In the discriminative approaches, the classifier relies heavily on the training examples. Model drift may occur when an object changes its appearance. For example, suppose that the target is gradually changing its appearance due to illumination variation. Then the appearance model should be also updated. However, the SVM model is not able to update very frequently to adapt to the appearance changes. Once the model is updated with contaminated samples, tracking drift eventually happens. Visual tracking methods with multiple trackers that improve the tracking performance have been utilized in [20, 33]. Therefore, two SVM models are used in our work. That is, one SVM model (denoted SVM model1) stays fixed, and another SVM model (denoted SVM model2) is updated online.
When a tracking method is composed of two trackers, it is critical to ensemble the outputs of each trackers to the final results. The fusion scheme can improve the tracking results substantially even when the trackers have high diversity. This part is effective and universal yet it is least exploited in previous literatures. In [32] the forward tracking and backward tracking is utilized to select the correct motion vectors. To evaluate the results of the two SVM models, the backward tracking which locates the target in the reverse order of time is used in our work.
Motivated by the previous work mentioned above, we exploit the description ability of the LARK feature in the aerial visual tracking. Two SVM models are utilized to deal with the challenging scenarios in the aerial tracking. The backward tracking scheme guarantees an adaptive strategy to fuse the tracking results. The proposed tracking algorithm is validated by extensive experiments, where objects are tracked in various situations with a variety of appearance changes. The contributions of this work are three-fold.
-
(1)
The LARK feature which depicts the geometric structure of the object is integrated into a discriminative tracking method.
-
(2)
The forward tracking and backward tracking strategy is utilized to adaptively fuse the results of the two SVM models.
-
(3)
An evaluation of state-of-the-art methods demonstrates the advantages of our tracking method.

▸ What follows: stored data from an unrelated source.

use minnow_core::{Element, MinnowSink, Result};

use crate::fixed::FixedWidthGroup;
use crate::int_group::IntGroup;

/// Opens the bundled group variants on any writer, wiring in the global index
/// of the group's first block.
pub trait GroupsExt: MinnowSink {
    /// Start a group whose blocks are `width` int64 values.
    fn int64_group(&mut self, width: usize) -> Result<u64> {
        self.fixed_group::<i64>(width)
    }

    /// Start a group whose blocks are `width` values of `T`.
    fn fixed_group<T: Element>(&mut self, width: usize) -> Result<u64> {
        let start = self.block_count();
        self.open_group(Box::new(FixedWidthGroup::<T>::new(start, width)))
    }

    /// Start a bit-packed int64 group with `width` values per block.
    fn int_group(&mut self, width: usize) -> Result<u64> {
        let start = self.block_count();
        self.open_group(Box::new(IntGroup::new(start, width)))
    }
}

impl<S: MinnowSink + ?Sized> GroupsExt for S {}
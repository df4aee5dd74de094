use thiserror::Error;

/// Errors produced while writing or reading minnow files.
#[derive(Debug, Error)]
pub enum MinnowError {
    /// The underlying stream failed to create, write, read, or seek.
    #[error("I/O error: {0}")]
    Io(#[from] std::io::Error),

    /// A block's shape or element type does not match its group's layout.
    #[error("encoding error: {0}")]
    Encoding(String),

    /// The writer was driven in an order its state machine does not allow.
    #[error("usage error: {0}")]
    Usage(#[from] UsageError),

    /// A group reported byte counts that differ from what it actually emitted.
    #[error("group contract violated: {0}")]
    Contract(String),

    /// The bytes on disk are not a finished minnow file.
    #[error("invalid minnow file: {0}")]
    Format(String),

    #[error("{kind} index {index} out of range (total {count})")]
    OutOfRange {
        kind: &'static str,
        index: u64,
        count: u64,
    },
}

#[derive(Debug, Error, Clone, Copy, PartialEq, Eq)]
pub enum UsageError {
    #[error("data block written before any group was opened")]
    NoGroupOpen,

    #[error("writer is unusable after an earlier I/O failure")]
    Poisoned,
}

pub type Result<T> = std::result::Result<T, MinnowError>;
//! Editor session configuration.

use std::time::Duration;

use mirage_config::{defaults, Config};

use crate::constants::MEGABYTE;

/// Settings an editor session starts with.
#[derive(Debug, Clone, Copy, PartialEq, Eq)]
pub struct EditorConfig {
    /// Soft-wrap long lines
    pub word_wrap: bool,
    /// Show the line number gutter
    pub line_numbers: bool,
    /// Larger files are not loaded, in bytes
    pub max_file_size: u64,
    /// Input poll timeout between frames
    pub tick_rate: Duration,
    /// Window for the second quit key when there are unsaved changes
    pub quit_confirm: Duration,
}

impl EditorConfig {
    pub fn from_config(config: &Config) -> Self {
        Self {
            word_wrap: config.editor.word_wrap,
            line_numbers: config.editor.line_numbers,
            max_file_size: config.editor.max_file_size_mb.saturating_mul(MEGABYTE),
            tick_rate: Duration::from_millis(config.ui.tick_rate_ms.max(1)),
            quit_confirm: Duration::from_millis(config.ui.quit_confirm_ms),
        }
    }
}

impl Default for EditorConfig {
    fn default() -> Self {
        Self {
            word_wrap: defaults::WORD_WRAP,
            line_numbers: defaults::LINE_NUMBERS,
            max_file_size: defaults::MAX_FILE_SIZE_MB * MEGABYTE,
            tick_rate: Duration::from_millis(defaults::TICK_RATE_MS),
            quit_confirm: Duration::from_millis(defaults::QUIT_CONFIRM_MS),
        }
    }
}

#[cfg(test)]
mod tests {
    use super::*;

    #[test]
    fn test_from_config() {
        let mut config = Config::default();
        config.editor.word_wrap = false;
        config.editor.max_file_size_mb = 2;
        config.ui.tick_rate_ms = 0;
        config.ui.quit_confirm_ms = 1500;

        let editor = EditorConfig::from_config(&config);
        assert!(!editor.word_wrap);
        assert!(editor.line_numbers);
        assert_eq!(editor.max_file_size, 2 * MEGABYTE);
        assert_eq!(editor.tick_rate, Duration::from_millis(1));
        assert_eq!(editor.quit_confirm, Duration::from_millis(1500));
    }

    #[test]
    fn test_default_matches_config_defaults() {
        assert_eq!(EditorConfig::default(), EditorConfig::from_config(&Config::default()));
    }
}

This paper represents a significant extension of our preliminary results presented in [47]. In this paper, we provided full derivation of the method with more detailed descriptions. More details in method implementation and data analysis were also incorporated. We added experiments on two widely used datasets for the tracking performance evaluation with comparisons to the state-of-the-art trackers. Furthermore, additional analyses were presented to demonstrate the effectiveness of the proposed tracking algorithm.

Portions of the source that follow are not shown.